The caterpillars 9 and 9 of FIGS. 14 and 15 are supported on frame 1 in a cantilever fashion. To horizontally maintain the traveling plane of the plate 25 to be treated, a reaction force bearing mechanism may be provided for bearing the upper and lower caterpillars 9 and 9, and is preferably arranged at the sides of the caterpillars 9 and 9 remote from the frame 1. As the reaction force bearing mechanism, a strut, using trains of rollers, or a conveyor including a wide endless belt may be provided in such a manner that the upper traveling surface thereof makes a contact with the lower traveling plane of the lower caterpillar 9. Alternatively, supporting members including discs 51 may be, as illustrated in FIG. 16, arranged to bear the lower traveling plane of lower caterpillar 9, each disc being supported on a pair of rails 50. The discs 51 are located at least positions just below supporting shafts 3 of the caterpillars 9 and may be also arranged on the side of frame 1 to totally bear vertical reaction forces.

FIG. 17 illustrates another embodiment in which a pair of headers 41 and 41 are provided to supply and discharge a heat transfer medium. The headers 41 and 41 are made of a resilient material such as rubber and are capable of bending at the turning portions 16 and 16 of a caterpillar 9 as the caterpillar 9 turns. More specifically, each of the hot plates 8 is provided at its inner surface with an inlet 42 and outlet 43 of the heat transfer medium passage. The headers 41 and 41 are disposed in parallel with each other along the traveling direction of each caterpillar 9. One of the headers 41 and 41 serves to supply a heat transfer medium and the other to discharge the heat transfer medium. Each of the headers 41 and 41 is longitudinally provided at its outer surface with supply ports or discharge ports which are connected to corresponding inlets 42 or outlets 43 of hot plates 8 through joints (not shown). Both the number of the joints to connect the inlets 42 of hot plates 8 to the supply ports of the one header 41 and the number of the joints to connect outlets 43 to the discharge ports are 32 when the number of the hot plates 8 is 32.

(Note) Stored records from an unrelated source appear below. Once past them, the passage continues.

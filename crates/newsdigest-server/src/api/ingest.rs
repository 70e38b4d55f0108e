//! On-demand pipeline runs: single-section ingestion and a maintenance sweep.

use axum::{extract::State, Extension, Json};
use newsdigest_pipeline::{IngestError, IngestReport, MaintenanceReport};
use serde::Deserialize;

use crate::middleware::RequestId;

use super::extract::ApiJson;
use super::{map_db_error, parse_section, ApiError, ApiResponse, AppState, ResponseMeta};

pub(crate) const DEFAULT_INGEST_COUNT: i64 = 10;
pub(crate) const MAX_INGEST_COUNT: i64 = 200;

#[derive(Debug, Deserialize)]
pub(super) struct IngestRequest {
    pub section: String,
    pub count: Option<i64>,
}

/// Validate a requested article count: default 10, allowed 1..=200.
pub(crate) fn validate_count(rid: &str, count: Option<i64>) -> Result<usize, ApiError> {
    let count = count.unwrap_or(DEFAULT_INGEST_COUNT);
    if !(1..=MAX_INGEST_COUNT).contains(&count) {
        return Err(ApiError::new(
            rid,
            "validation_error",
            format!("count must be between 1 and {MAX_INGEST_COUNT}, got {count}"),
        ));
    }
    usize::try_from(count).map_err(|e| ApiError::new(rid, "validation_error", e.to_string()))
}

pub(crate) fn map_ingest_error(rid: String, error: &IngestError) -> ApiError {
    match error {
        IngestError::Db(e) => map_db_error(rid, e),
        IngestError::Scraper(_) | IngestError::NothingFetched { .. } => {
            tracing::warn!(error = %error, "ingestion failed upstream");
            ApiError::new(rid, "upstream_error", error.to_string())
        }
    }
}

/// POST /api/v1/ingest runs the pipeline for one section.
pub(super) async fn run_ingest(
    State(state): State<AppState>,
    Extension(req_id): Extension<RequestId>,
    ApiJson(body): ApiJson<IngestRequest>,
) -> Result<Json<ApiResponse<IngestReport>>, ApiError> {
    let rid = &req_id.0;
    let section = parse_section(rid, &body.section)?;
    let count = validate_count(rid, body.count)?;

    let report = newsdigest_pipeline::ingest_section(&state.pipeline, section, count)
        .await
        .map_err(|e| map_ingest_error(rid.clone(), &e))?;

    Ok(Json(ApiResponse {
        data: report,
        meta: ResponseMeta::new(req_id.0),
    }))
}

/// POST /api/v1/maintenance runs one maintenance sweep.
pub(super) async fn run_maintenance(
    State(state): State<AppState>,
    Extension(req_id): Extension<RequestId>,
) -> Result<Json<ApiResponse<MaintenanceReport>>, ApiError> {
    let report = newsdigest_pipeline::run_maintenance(&state.pool, &state.pipeline.nlp)
        .await
        .map_err(|e| map_db_error(req_id.0.clone(), &e))?;

    Ok(Json(ApiResponse {
        data: report,
        meta: ResponseMeta::new(req_id.0),
    }))
}
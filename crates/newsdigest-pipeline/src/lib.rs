//! Ingestion, maintenance, and health job bodies.
//!
//! These functions hold the work the scheduler, the API, and the CLI all
//! trigger. They log their own failures so callers can fire and forget.

pub mod error;
pub mod health;
pub mod ingest;
pub mod maintenance;
pub mod retry;

use std::sync::Arc;

use newsdigest_nlp::NlpBackends;
use newsdigest_scraper::PortalClient;
use sqlx::SqlitePool;

pub use error::IngestError;
pub use health::{check_health, memory_snapshot, HealthReport, MemorySnapshot};
pub use ingest::{
    ingest_all_sections, ingest_fetched, ingest_section, IngestReport, RunSummary,
    SectionOutcome, StoredArticle,
};
pub use maintenance::{run_maintenance, MaintenanceReport};
pub use retry::{retry_fixed, RetryPolicy};

/// Shared handles every pipeline run needs.
#[derive(Debug, Clone)]
pub struct PipelineContext {
    pub pool: SqlitePool,
    pub portal: Arc<PortalClient>,
    pub nlp: NlpBackends,
}
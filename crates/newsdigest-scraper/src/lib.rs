//! News portal fetcher.
//!
//! Pulls the article links listed on a section page, then downloads and
//! extracts each article's title and body text.

pub mod client;
pub mod error;
pub mod parse;

pub use client::{FetchedArticle, PortalClient};
pub use error::ScraperError;
pub use parse::PortalSelectors;
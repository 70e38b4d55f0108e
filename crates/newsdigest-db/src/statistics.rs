//! Aggregate read queries over the `articles` table.

use chrono::{NaiveDate, TimeDelta};
use newsdigest_core::{Section, SentimentLabel};
use serde::Serialize;
use sqlx::SqlitePool;

use crate::DbError;

#[derive(Debug, Clone, Serialize)]
pub struct SectionCount {
    pub section: Section,
    pub count: i64,
}

#[derive(Debug, Clone, Serialize, sqlx::FromRow)]
pub struct DailyCount {
    /// Calendar day (UTC) formatted as `YYYY-MM-DD`.
    pub day: String,
    pub count: i64,
}

#[derive(Debug, Clone, Serialize)]
pub struct SentimentCount {
    pub label: SentimentLabel,
    pub count: i64,
}

/// Dashboard statistics snapshot.
///
/// `section_counts` always lists all six sections, zero-filled, so its
/// counts sum to `total_articles`.
#[derive(Debug, Clone, Serialize)]
pub struct ArticleStatistics {
    pub total_articles: i64,
    pub today_articles: i64,
    pub section_counts: Vec<SectionCount>,
    pub daily_counts: Vec<DailyCount>,
    pub sentiment_counts: Vec<SentimentCount>,
    pub average_sentiment_score: Option<f64>,
}

/// Compute article statistics.
///
/// `today` is the UTC calendar day to count as "today". `daily_counts` covers
/// the calendar window of `window_days` days ending at `today`, oldest first;
/// days without articles are omitted.
///
/// # Errors
///
/// Returns [`DbError::Sqlx`] if any aggregate query fails.
pub async fn article_statistics(
    pool: &SqlitePool,
    today: NaiveDate,
    window_days: i64,
) -> Result<ArticleStatistics, DbError> {
    let total_articles: i64 = sqlx::query_scalar("SELECT COUNT(*) FROM articles")
        .fetch_one(pool)
        .await?;

    let today_articles: i64 =
        sqlx::query_scalar("SELECT COUNT(*) FROM articles WHERE date(created_at) = ?")
            .bind(today.format("%Y-%m-%d").to_string())
            .fetch_one(pool)
            .await?;

    let by_section: Vec<(String, i64)> =
        sqlx::query_as("SELECT section, COUNT(*) FROM articles GROUP BY section")
            .fetch_all(pool)
            .await?;
    let section_counts = Section::ALL
        .into_iter()
        .map(|section| SectionCount {
            section,
            count: by_section
                .iter()
                .find(|(slug, _)| slug == section.slug())
                .map_or(0, |(_, count)| *count),
        })
        .collect();

    let window_start = TimeDelta::try_days(window_days.max(1) - 1)
        .and_then(|span| today.checked_sub_signed(span))
        .unwrap_or(NaiveDate::MIN);
    let daily_counts = sqlx::query_as::<_, DailyCount>(
        "SELECT date(created_at) AS day, COUNT(*) AS count \
         FROM articles \
         WHERE date(created_at) BETWEEN ? AND ? \
         GROUP BY day \
         ORDER BY day",
    )
    .bind(window_start.format("%Y-%m-%d").to_string())
    .bind(today.format("%Y-%m-%d").to_string())
    .fetch_all(pool)
    .await?;

    let by_label: Vec<(String, i64)> = sqlx::query_as(
        "SELECT sentiment, COUNT(*) FROM articles \
         WHERE sentiment IS NOT NULL \
         GROUP BY sentiment",
    )
    .fetch_all(pool)
    .await?;
    let sentiment_counts = SentimentLabel::ALL
        .into_iter()
        .map(|label| SentimentCount {
            label,
            count: by_label
                .iter()
                .find(|(raw, _)| raw == label.as_str())
                .map_or(0, |(_, count)| *count),
        })
        .collect();

    let average_sentiment_score: Option<f64> = sqlx::query_scalar(
        "SELECT AVG(sentiment_score) FROM articles WHERE sentiment_score IS NOT NULL",
    )
    .fetch_one(pool)
    .await?;

    Ok(ArticleStatistics {
        total_articles,
        today_articles,
        section_counts,
        daily_counts,
        sentiment_counts,
        average_sentiment_score,
    })
}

Rotary joints 15 and 15 which supply and discharge the heat transfer medium are arranged in the vicinity of respective vertical frames 1 and 1 opposingly erected. A rotary shaft 12 is rotatably supported at its proximal end to each of the rotary joints 15 and 15 and is connected at its distal end to the corresponding header 41 through a conventional joint such as a flange.

The flexible headers 41 and 41 is capable of deforming in the shape of the track of the caterpillar 9, and hence they follow the turning of the caterpillar 9 with a gap equal to the length of the joints which interconnect the caterpillar 9 and the headers 41. Also in this embodiment, the headers 41 and 41 are expanded at the turning portions of the caterpillar 9 as gaps between adjacent hot plates 8 become larger.

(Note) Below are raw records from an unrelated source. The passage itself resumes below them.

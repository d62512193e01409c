//! Parallel consumption of sequences through rayon.
//!
//! Requires the `rayon` feature (which implies `arc`). The bridge hands
//! rayon a producer wrapping a [`Partition`]; rayon's scheduler splits the
//! producer recursively and drains the resulting tiles on its worker
//! threads. Because the indexed bridge is used, order-sensitive consumers
//! such as `collect` see the elements in their original order.

use rayon::iter::plumbing::{Consumer, Producer, ProducerCallback, UnindexedConsumer, bridge};
use rayon::iter::{IndexedParallelIterator, IntoParallelIterator, ParallelIterator};

use super::partition::Partition;
use super::seq::Seq;

// =============================================================================
// SeqParallelIterator
// =============================================================================

/// A parallel iterator over a lazily-transformed sequence.
///
/// Created by [`Seq::par_iter`] or by converting a sequence with
/// `into_par_iter`. Each element is materialized through the transform
/// chain exactly once, on whichever worker thread drains its tile.
///
/// # Examples
///
/// ```rust
/// use lazyseq::sequence::Seq;
/// use rayon::prelude::*;
///
/// let sequence = Seq::from_collection(0..1_000).map(|value| value * 2);
/// let collected: Vec<i32> = sequence.par_iter().collect();
///
/// assert_eq!(collected.len(), 1_000);
/// assert_eq!(collected[10], 20);
/// ```
pub struct SeqParallelIterator<S, T> {
    partition: Partition<S, T>,
}

impl<S, T> Seq<S, T>
where
    S: Send + Sync + 'static,
    T: Send + 'static,
{
    /// Returns a parallel iterator over the sequence.
    ///
    /// The iterator shares the backing store and transform chain with the
    /// sequence; no element is copied or transformed until a worker thread
    /// drains it.
    #[must_use]
    pub fn par_iter(&self) -> SeqParallelIterator<S, T> {
        SeqParallelIterator {
            partition: self.partition(),
        }
    }
}

impl<S, T> ParallelIterator for SeqParallelIterator<S, T>
where
    S: Send + Sync + 'static,
    T: Send + 'static,
{
    type Item = T;

    fn drive_unindexed<C>(self, consumer: C) -> C::Result
    where
        C: UnindexedConsumer<Self::Item>,
    {
        bridge(self, consumer)
    }

    fn opt_len(&self) -> Option<usize> {
        Some(self.partition.len())
    }
}

impl<S, T> IndexedParallelIterator for SeqParallelIterator<S, T>
where
    S: Send + Sync + 'static,
    T: Send + 'static,
{
    fn len(&self) -> usize {
        self.partition.len()
    }

    fn drive<C>(self, consumer: C) -> C::Result
    where
        C: Consumer<Self::Item>,
    {
        bridge(self, consumer)
    }

    fn with_producer<CB>(self, callback: CB) -> CB::Output
    where
        CB: ProducerCallback<Self::Item>,
    {
        callback.callback(PartitionProducer {
            partition: self.partition,
        })
    }
}

impl<S, T> IntoParallelIterator for Seq<S, T>
where
    S: Send + Sync + 'static,
    T: Send + 'static,
{
    type Iter = SeqParallelIterator<S, T>;
    type Item = T;

    fn into_par_iter(self) -> Self::Iter {
        SeqParallelIterator {
            partition: self.partition(),
        }
    }
}

impl<'a, S, T> IntoParallelIterator for &'a Seq<S, T>
where
    S: Send + Sync + 'static,
    T: Send + 'static,
{
    type Iter = SeqParallelIterator<S, T>;
    type Item = T;

    fn into_par_iter(self) -> Self::Iter {
        self.par_iter()
    }
}

// =============================================================================
// Producer
// =============================================================================

/// Rayon producer wrapping a [`Partition`].
///
/// `split_at` tiles the remaining range at the index rayon chooses;
/// `into_iter` is the partition itself, drained front-to-back (and
/// back-to-front when rayon consumes in reverse).
struct PartitionProducer<S, T> {
    partition: Partition<S, T>,
}

impl<S, T> Producer for PartitionProducer<S, T>
where
    S: Send + Sync + 'static,
    T: Send + 'static,
{
    type Item = T;
    type IntoIter = Partition<S, T>;

    fn into_iter(self) -> Self::IntoIter {
        self.partition
    }

    fn split_at(self, index: usize) -> (Self, Self) {
        let (front, back) = self.partition.split_at(index);
        (
            Self { partition: front },
            Self { partition: back },
        )
    }
}

// =============================================================================
// Tests
// =============================================================================
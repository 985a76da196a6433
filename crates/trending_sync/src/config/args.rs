use std::path::PathBuf;

use clap::{Parser, Subcommand};

use crate::config::check_region;

#[derive(Parser, Debug)]
#[command(name = "trending-sync", version, about, long_about = None)]
pub struct Args {
    #[arg(short, long, default_value = "None,trending_sync=info", env = "RUST_LOG", global = true)]
    pub log_level: String,

    /// 配置文件夹，默认为系统配置目录下的 trending-sync
    #[arg(short, long, env = "TRENDING_SYNC_CONFIG_DIR", global = true)]
    pub config_dir: Option<PathBuf>,

    #[command(subcommand)]
    pub command: Command,
}

#[derive(Subcommand, Debug)]
pub enum Command {
    /// 抓取各地区的音乐榜单，生成快照与报告页面
    Generate(GenerateArgs),
    /// 使用快照更新 YouTube 播放列表
    Update(UpdateArgs),
}

#[derive(clap::Args, Debug)]
pub struct GenerateArgs {
    /// YouTube Data API v3 developer key
    #[arg(env = "YT_API_KEY", hide_env_values = true)]
    pub api_key: String,

    /// 优先使用缓存的抓取结果，没有缓存时抓取并写入缓存
    #[arg(long)]
    pub cache: bool,

    /// 从 snapshot_url 下载上一次发布的快照作为基线
    #[arg(long)]
    pub remote_snapshot: bool,

    /// 只查询这些地区，例如 US,CA，默认查询平台支持的全部地区
    #[arg(long, value_delimiter = ',', value_parser = check_region)]
    pub regions: Option<Vec<String>>,
}

#[derive(clap::Args, Debug)]
pub struct UpdateArgs {
    /// Google Cloud Console 下载的 client_secrets.json
    pub client_secret: PathBuf,

    /// 快照文件，默认为配置中的 snapshot_path
    #[arg(short, long)]
    pub input: Option<PathBuf>,

    /// 不删除播放列表中已有的视频
    #[arg(long)]
    pub no_clear: bool,

    /// 忽略保存的凭据，重新登录
    #[arg(long)]
    pub relogin: bool,
}
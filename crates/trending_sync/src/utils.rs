use std::io;
use std::path::Path;

use anyhow::{Context, Result};
use serde::Serialize;
use serde::de::DeserializeOwned;
use tracing_subscriber::util::SubscriberInitExt;

pub fn init_logger(log_level: &str) {
    tracing_subscriber::fmt::Subscriber::builder()
        .compact()
        .with_env_filter(tracing_subscriber::EnvFilter::builder().parse_lossy(log_level))
        .with_target(false)
        .with_timer(tracing_subscriber::fmt::time::ChronoLocal::new(
            "%b %d %H:%M:%S".to_owned(),
        ))
        .finish()
        .try_init()
        .expect("failed to initialize logger");
}

pub fn load_json<T: DeserializeOwned>(path: &Path) -> Result<T> {
    let content = std::fs::read(path).with_context(|| format!("failed to read {}", path.display()))?;
    serde_json::from_slice(&content).with_context(|| format!("failed to parse {}", path.display()))
}

/// 写入 json 文件，父目录不存在时自动创建
pub fn dump_json<T: Serialize + ?Sized>(path: &Path, value: &T, pretty: bool) -> Result<()> {
    if let Some(parent) = path.parent().filter(|p| !p.as_os_str().is_empty()) {
        std::fs::create_dir_all(parent)?;
    }
    let content = if pretty {
        serde_json::to_vec_pretty(value)?
    } else {
        serde_json::to_vec(value)?
    };
    std::fs::write(path, content).with_context(|| format!("failed to write {}", path.display()))
}

/// 删除文件，文件本就不存在时视为成功
pub fn remove_if_exists(path: &Path) -> Result<()> {
    match std::fs::remove_file(path) {
        Err(e) if e.kind() != io::ErrorKind::NotFound => {
            Err(e).with_context(|| format!("failed to remove {}", path.display()))
        }
        _ => Ok(()),
    }
}

#[cfg(test)]
mod tests {
    use super::*;

    #[test]
    fn test_json_helpers() {
        let dir = tempfile::tempdir().unwrap();
        let path = dir.path().join("nested/dir/data.json");
        dump_json(&path, &vec![1, 2, 3], true).unwrap();
        let value: Vec<i32> = load_json(&path).unwrap();
        assert_eq!(value, vec![1, 2, 3]);
        remove_if_exists(&path).unwrap();
        assert!(!path.exists());
        remove_if_exists(&path).unwrap();
    }
}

FIGS. 18 to 22 show an embodiment in which plates 25 to be treated are smoothly carried in and out of plate treating apparatus above described.

A pair of V-shaped or U-shaped grooves 45 and 45 are, as shown in FIG. 20, formed in an outer surface of each hot plate 8 with a longitudinal interval and in parallel with the conveying direction. Two sets of four pulleys 44, 44, 44 and 44 are arranged close to the veneer-carrying-in position and carrying-out position of the lower caterpillar 9, the two sets being disposed in a transversely spaced manner. An endless guiding belt 46, such as a wire, a piano wire and a chain, extends around each set of the pulleys 44, 44, 44 and 44 and fits into a corresponding groove 45.

When a plurality of (two in the embodiment of FIG. 23) plate treating apparatuses are closely installed in series, the caterpillars 9 are arranged sot hat corresponding grooves 45 of end-to-end facing caterpillars 9 of adjacent plate treating apparatuses are aligned. Several sets of pulleys 44, 44, 44 and 44 are arranged int he vicinity of the plate-carrying-in and -out positions of the combined plate treating apparatuses as shown in FIG. 23, and a gilding belt 46 extends around each set of pulleys 44, 44, 44 and 44 to fit in corresponding grooves 45 of the plate treating apparatuses. This embodiment facilitates the carrying in and out of the plate 25 to be treated and transfer of the plate 25 between two plate treating apparatuses.

Another embodiment in which plate treating apparatuses are arranged in series without guide belts 46 above described is illustrated in FIG. 24. The hot plates 8 of this embodiment are made smaller in width than those of the preceding embodiments. A lower caterpillar 9 of one of adjacent plate treating apparatuses is arranged to project at its one end, for example, a trailing end from one end (trailing end) of the upper caterpillar 9 of the same plate trailing apparatus. As shown in FIG. 24, an upper sprocket wheel 4A of the trailing end of the lower caterpillar 9 of the left-hand plate treating apparatus is projected from the trailing end of the upper caterpillar 9 of the same plate treating apparatus. On the other hand, a leading end of an upper caterpillar 9 of an adjacent or right hand plate treating apparatus is located to project from the leading end of the lower caterpillar 9 of the same plate treating apparatus. Thus in the right-hand plate treating apparatus, a lower sprocket wheel 4B of the leading end of the upper caterpillar 9 is located to project from the leading end of the lower caterpillar 9. The plate treating apparatuses are arranged in such a manner that the projected leading end of the upper caterpillar 9 of the left-hand plate treating apparatus overlaps the projected trailing end of the lower caterpillar of the right-hand plate treating apparatus. In this embodiment, a guide plate member 47 is provided between the projected end of the lower caterpillar 9 of the left-hand plate treating apparatus and the retreated end of the lower caterpillar 9 of the right-hand plate treating apparatus for guiding a plate to be treated.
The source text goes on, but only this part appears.